We also welcome our patients to bring noise-canceling headphones or regular earbuds with them to their appointments. This will help drown out the sounds of the dental office while also providing a calming distraction from your dental care. You can listen to nature sounds, guided meditations, your favorite music, a podcast, or a book on tape – anything that you find transports you to a happy mental place and helps you relax.

5. Weighted Blank

Weighted blankets have been shown to be incredibly comforting and also effective at reducing stress in addition to lowering blood pressure and heart rate (physical stress responses in the body). You are more than welcome to bring a weighted blanket with you to your dental appointment if covering up in one during your treatment helps you to feel more safe and secure.

6. Therapy

If your anxiety is preventing you from accessing dental care, then you might consider working with a professional therapist to overcome your fears in honor of your physical and mental health.

7. Stress-Free Scheduling

If you’re already nervous about visiting the dentist, be sure to schedule your appointment for a time when you won’t be dealing with additional stress for any other reason.

8. Sedation Dentistry

Sedation dentistry uses a variety of pharmaceuticals to help patients relax before and during their dental care. There are several types of sedatives that can be used including nitrous oxide (laughing gas), prescription oral sedatives, and general anesthesia.
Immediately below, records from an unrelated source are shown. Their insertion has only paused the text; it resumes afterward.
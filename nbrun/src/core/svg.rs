//! SVG rendering for figures.
//!
//! Output is plain SVG 1.1 text: axes with five ticks per axis, one colour per
//! series, optional title/axis labels and a legend for labelled series.

use std::fmt::Write;

use crate::core::figure::{Figure, FigureSize, Series, SeriesKind};

const MARGIN_LEFT: f64 = 64.0;
const MARGIN_RIGHT: f64 = 24.0;
const MARGIN_TOP: f64 = 40.0;
const MARGIN_BOTTOM: f64 = 52.0;
const TICKS: usize = 5;

/// Categorical palette (same order as matplotlib's `tab10`).
const PALETTE: [&str; 10] = [
    "#1f77b4", "#ff7f0e", "#2ca02c", "#d62728", "#9467bd", "#8c564b", "#e377c2", "#7f7f7f",
    "#bcbd22", "#17becf",
];

#[derive(Debug, Clone, Copy, PartialEq)]
struct Range {
    min: f64,
    max: f64,
}

impl Range {
    fn of(values: impl Iterator<Item = f64>) -> Option<Self> {
        let mut range: Option<Range> = None;
        for v in values.filter(|v| v.is_finite()) {
            range = Some(match range {
                Some(r) => Range {
                    min: r.min.min(v),
                    max: r.max.max(v),
                },
                None => Range { min: v, max: v },
            });
        }
        range
    }

    fn padded(self) -> Self {
        if self.max > self.min {
            return self;
        }
        let pad = if self.min == 0.0 { 1.0 } else { self.min.abs() * 0.5 };
        Range {
            min: self.min - pad,
            max: self.max + pad,
        }
    }

    fn span(&self) -> f64 {
        self.max - self.min
    }
}

struct Plot {
    x: Range,
    y: Range,
    left: f64,
    top: f64,
    width: f64,
    height: f64,
}

impl Plot {
    fn px(&self, x: f64) -> f64 {
        self.left + (x - self.x.min) / self.x.span() * self.width
    }

    fn py(&self, y: f64) -> f64 {
        self.top + self.height - (y - self.y.min) / self.y.span() * self.height
    }
}

/// Render `figure` as a standalone SVG document.
pub fn render_svg(figure: &Figure, size: FigureSize) -> String {
    let width = f64::from(size.width.max(160));
    let height = f64::from(size.height.max(120));
    let bar_width = bar_width(&figure.series);

    let xs = figure.series.iter().flat_map(|s| x_extent(s, bar_width));
    let ys = figure.series.iter().flat_map(|s| {
        let baseline = (s.kind == SeriesKind::Bar).then_some(0.0);
        s.ys.iter().copied().chain(baseline)
    });
    let plot = Plot {
        x: Range::of(xs).unwrap_or(Range { min: 0.0, max: 1.0 }).padded(),
        y: Range::of(ys).unwrap_or(Range { min: 0.0, max: 1.0 }).padded(),
        left: MARGIN_LEFT,
        top: MARGIN_TOP,
        width: width - MARGIN_LEFT - MARGIN_RIGHT,
        height: height - MARGIN_TOP - MARGIN_BOTTOM,
    };

    let mut svg = String::new();
    let _ = writeln!(
        svg,
        r#"<svg xmlns="http://www.w3.org/2000/svg" width="{w}" height="{h}" viewBox="0 0 {w} {h}" font-family="sans-serif">"#,
        w = width,
        h = height
    );
    let _ = writeln!(svg, r#"<rect width="100%" height="100%" fill="white"/>"#);
    write_axes(&mut svg, &plot, &figure.series);

    for (idx, series) in figure.series.iter().enumerate() {
        write_series(&mut svg, &plot, series, PALETTE[idx % PALETTE.len()], bar_width);
    }

    if let Some(title) = &figure.title {
        let _ = writeln!(
            svg,
            r#"<text x="{:.1}" y="24" text-anchor="middle" font-size="16">{}</text>"#,
            width / 2.0,
            escape(title)
        );
    }
    if let Some(label) = &figure.xlabel {
        let _ = writeln!(
            svg,
            r#"<text x="{:.1}" y="{:.1}" text-anchor="middle" font-size="12">{}</text>"#,
            plot.left + plot.width / 2.0,
            height - 12.0,
            escape(label)
        );
    }
    if let Some(label) = &figure.ylabel {
        let cy = plot.top + plot.height / 2.0;
        let _ = writeln!(
            svg,
            r#"<text x="16" y="{cy:.1}" text-anchor="middle" font-size="12" transform="rotate(-90 16 {cy:.1})">{}</text>"#,
            escape(label)
        );
    }
    write_legend(&mut svg, &plot, &figure.series);
    svg.push_str("</svg>\n");
    svg
}

fn x_extent(series: &Series, bar_width: f64) -> Vec<f64> {
    if series.kind != SeriesKind::Bar {
        return series.xs.clone();
    }
    let half = bar_width / 2.0;
    series
        .xs
        .iter()
        .flat_map(|x| [x - half, x + half])
        .collect()
}

/// Bar width in data units: 80% of the smallest gap between bar positions.
fn bar_width(series: &[Series]) -> f64 {
    let mut positions: Vec<f64> = series
        .iter()
        .filter(|s| s.kind == SeriesKind::Bar)
        .flat_map(|s| s.xs.iter().copied())
        .filter(|x| x.is_finite())
        .collect();
    positions.sort_by(f64::total_cmp);
    positions.dedup();
    let gap = positions
        .windows(2)
        .map(|w| w[1] - w[0])
        .fold(f64::INFINITY, f64::min);
    if gap.is_finite() { gap * 0.8 } else { 0.8 }
}

fn write_axes(svg: &mut String, plot: &Plot, series: &[Series]) {
    let bottom = plot.top + plot.height;
    let right = plot.left + plot.width;
    let _ = writeln!(
        svg,
        r##"<g stroke="#333" stroke-width="1"><line x1="{l:.1}" y1="{b:.1}" x2="{r:.1}" y2="{b:.1}"/><line x1="{l:.1}" y1="{t:.1}" x2="{l:.1}" y2="{b:.1}"/></g>"##,
        l = plot.left,
        r = right,
        t = plot.top,
        b = bottom
    );

    let categories = series
        .iter()
        .find(|s| !s.categories.is_empty())
        .map(|s| (&s.xs, &s.categories));
    match categories {
        Some((xs, labels)) => {
            for (x, label) in xs.iter().zip(labels) {
                write_x_tick(svg, plot, *x, &escape(label));
            }
        }
        None => {
            for i in 0..TICKS {
                let x = plot.x.min + plot.x.span() * i as f64 / (TICKS - 1) as f64;
                write_x_tick(svg, plot, x, &format_number(x));
            }
        }
    }

    for i in 0..TICKS {
        let y = plot.y.min + plot.y.span() * i as f64 / (TICKS - 1) as f64;
        let py = plot.py(y);
        let _ = writeln!(
            svg,
            r##"<line x1="{:.1}" y1="{py:.1}" x2="{:.1}" y2="{py:.1}" stroke="#333"/><text x="{:.1}" y="{:.1}" text-anchor="end" font-size="10">{}</text>"##,
            plot.left - 4.0,
            plot.left,
            plot.left - 6.0,
            py + 3.0,
            format_number(y)
        );
    }
}

fn write_x_tick(svg: &mut String, plot: &Plot, x: f64, label: &str) {
    let px = plot.px(x);
    let bottom = plot.top + plot.height;
    let _ = writeln!(
        svg,
        r##"<line x1="{px:.1}" y1="{bottom:.1}" x2="{px:.1}" y2="{:.1}" stroke="#333"/><text x="{px:.1}" y="{:.1}" text-anchor="middle" font-size="10">{label}</text>"##,
        bottom + 4.0,
        bottom + 16.0
    );
}

fn write_series(svg: &mut String, plot: &Plot, series: &Series, color: &str, bar_width: f64) {
    let points = series
        .xs
        .iter()
        .zip(&series.ys)
        .filter(|(x, y)| x.is_finite() && y.is_finite());
    match series.kind {
        SeriesKind::Line => {
            let coords: Vec<String> = points
                .map(|(x, y)| format!("{:.1},{:.1}", plot.px(*x), plot.py(*y)))
                .collect();
            let _ = writeln!(
                svg,
                r#"<polyline fill="none" stroke="{color}" stroke-width="1.5" points="{}"/>"#,
                coords.join(" ")
            );
        }
        SeriesKind::Scatter => {
            for (x, y) in points {
                let _ = writeln!(
                    svg,
                    r#"<circle cx="{:.1}" cy="{:.1}" r="3" fill="{color}"/>"#,
                    plot.px(*x),
                    plot.py(*y)
                );
            }
        }
        SeriesKind::Bar => {
            let base = plot.py(0.0_f64.clamp(plot.y.min, plot.y.max));
            for (x, y) in points {
                let left = plot.px(x - bar_width / 2.0);
                let right = plot.px(x + bar_width / 2.0);
                let top = plot.py(*y);
                let _ = writeln!(
                    svg,
                    r#"<rect x="{:.1}" y="{:.1}" width="{:.1}" height="{:.1}" fill="{color}"/>"#,
                    left,
                    top.min(base),
                    (right - left).max(1.0),
                    (base - top).abs()
                );
            }
        }
    }
}

fn write_legend(svg: &mut String, plot: &Plot, series: &[Series]) {
    let labelled = series
        .iter()
        .enumerate()
        .filter_map(|(idx, s)| s.label.as_ref().map(|label| (idx, label)));
    let x = plot.left + plot.width - 120.0;
    for (row, (idx, label)) in labelled.enumerate() {
        let y = plot.top + 8.0 + row as f64 * 16.0;
        let _ = writeln!(
            svg,
            r#"<rect x="{x:.1}" y="{y:.1}" width="10" height="10" fill="{}"/><text x="{:.1}" y="{:.1}" font-size="11">{}</text>"#,
            PALETTE[idx % PALETTE.len()],
            x + 14.0,
            y + 9.0,
            escape(label)
        );
    }
}

/// Compact tick label: integers without decimals, others with up to two.
pub fn format_number(v: f64) -> String {
    if v.fract().abs() < 1e-9 && v.abs() < 1e15 {
        return format!("{}", v.round() as i64);
    }
    let text = format!("{v:.2}");
    text.trim_end_matches('0').trim_end_matches('.').to_string()
}

fn escape(text: &str) -> String {
    let mut out = String::with_capacity(text.len());
    for ch in text.chars() {
        match ch {
            '&' => out.push_str("&amp;"),
            '<' => out.push_str("&lt;"),
            '>' => out.push_str("&gt;"),
            '"' => out.push_str("&quot;"),
            '\'' => out.push_str("&apos;"),
            _ => out.push(ch),
        }
    }
    out
}
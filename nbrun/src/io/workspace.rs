//! Working-directory glue used by host surfaces before and after a run.

use std::fs;
use std::path::{Path, PathBuf};

use anyhow::{Context, Result, anyhow};
use tracing::{debug, info};

use crate::core::types::FileEntry;

/// Read the script text. Missing or non-UTF-8 scripts are pre-run errors.
pub fn read_script(path: &Path) -> Result<String> {
    if !path.exists() {
        return Err(anyhow!("script not found: {}", path.display()));
    }
    fs::read_to_string(path).with_context(|| format!("read script {}", path.display()))
}

/// Save uploaded dataset bytes under the fixed name the script expects.
pub fn place_dataset(workdir: &Path, name: &str, bytes: &[u8]) -> Result<PathBuf> {
    let path = workdir.join(name);
    fs::write(&path, bytes).with_context(|| format!("write dataset {}", path.display()))?;
    info!(path = %path.display(), bytes = bytes.len(), "dataset saved");
    Ok(path)
}

/// Require the dataset to already exist in `workdir`.
pub fn ensure_dataset(workdir: &Path, name: &str) -> Result<PathBuf> {
    let path = workdir.join(name);
    if !path.is_file() {
        return Err(anyhow!(
            "dataset `{}` not found in {}; upload it or place it there",
            name,
            workdir.display()
        ));
    }
    debug!(path = %path.display(), "using existing dataset");
    Ok(path)
}

/// Regular files directly inside `workdir`, sorted by name.
pub fn list_files(workdir: &Path) -> Result<Vec<FileEntry>> {
    let entries =
        fs::read_dir(workdir).with_context(|| format!("read dir {}", workdir.display()))?;
    let mut files = Vec::new();
    for entry in entries.flatten() {
        let Ok(meta) = entry.metadata() else {
            continue;
        };
        if !meta.is_file() {
            continue;
        }
        let Some(name) = entry.file_name().to_str().map(str::to_string) else {
            continue;
        };
        files.push(FileEntry {
            name,
            size: meta.len(),
        });
    }
    files.sort_by(|a, b| a.name.cmp(&b.name));
    Ok(files)
}

/// Resolve a script-supplied path against the working directory.
///
/// Absolute paths are used as-is; the process working directory is never
/// consulted.
pub fn resolve(workdir: &Path, path: &str) -> PathBuf {
    let candidate = Path::new(path);
    if candidate.is_absolute() {
        candidate.to_path_buf()
    } else {
        workdir.join(candidate)
    }
}

/// File name safe to serve from the working directory (no separators or `..`).
pub fn is_plain_file_name(name: &str) -> bool {
    !name.is_empty() && name != "." && name != ".." && !name.contains(['/', '\\'])
}

#[cfg(test)]
mod tests {
    use super::*;

    #[test]
    fn read_script_reports_missing_file() {
        let temp = tempfile::tempdir().expect("tempdir");
        let err = read_script(&temp.path().join("notebook_code.rhai")).unwrap_err();
        assert!(err.to_string().contains("script not found"));
    }

    #[test]
    fn place_then_ensure_dataset() {
        let temp = tempfile::tempdir().expect("tempdir");
        assert!(ensure_dataset(temp.path(), "data.csv").is_err());
        place_dataset(temp.path(), "data.csv", b"a,b\n1,2\n").expect("place");
        let path = ensure_dataset(temp.path(), "data.csv").expect("ensure");
        assert_eq!(fs::read(path).expect("read"), b"a,b\n1,2\n");
    }

    #[test]
    fn list_files_skips_directories_and_sorts() {
        let temp = tempfile::tempdir().expect("tempdir");
        fs::write(temp.path().join("b.txt"), b"12").expect("write");
        fs::write(temp.path().join("a.png"), b"1").expect("write");
        fs::create_dir(temp.path().join("sub")).expect("mkdir");

        let files = list_files(temp.path()).expect("list");
        assert_eq!(
            files,
            vec![
                FileEntry {
                    name: "a.png".to_string(),
                    size: 1
                },
                FileEntry {
                    name: "b.txt".to_string(),
                    size: 2
                },
            ]
        );
    }

    #[test]
    fn resolve_keeps_absolute_paths() {
        let workdir = Path::new("/work");
        assert_eq!(resolve(workdir, "out.png"), PathBuf::from("/work/out.png"));
        assert_eq!(resolve(workdir, "/tmp/x.png"), PathBuf::from("/tmp/x.png"));
    }

    #[test]
    fn plain_file_names() {
        assert!(is_plain_file_name("plot.png"));
        assert!(!is_plain_file_name("../secret"));
        assert!(!is_plain_file_name(".."));
        assert!(!is_plain_file_name("a/b.png"));
    }
}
Sedation Dentistry in West Bend

If you struggle with dental anxiety and find that you often skip dental appointments as a result, we strongly encourage you to start taking steps to ensure you are able to receive the dental care you need to stay healthy. You can talk with your doctor, your therapist, or our dentist, Dr. Jared Harding about the strategies that would be best for you.

We are always happy to accommodate patients who experience dental anxiety – whether you find that taking breaks during treatment helps you, visiting the office before your appointment to get more comfortable with your surroundings, sedation dentistry, or another strategy works best for you. We are here to help you keep your teeth, gums, and body healthy, and we want to help you find a stress-free way to visit the dentist.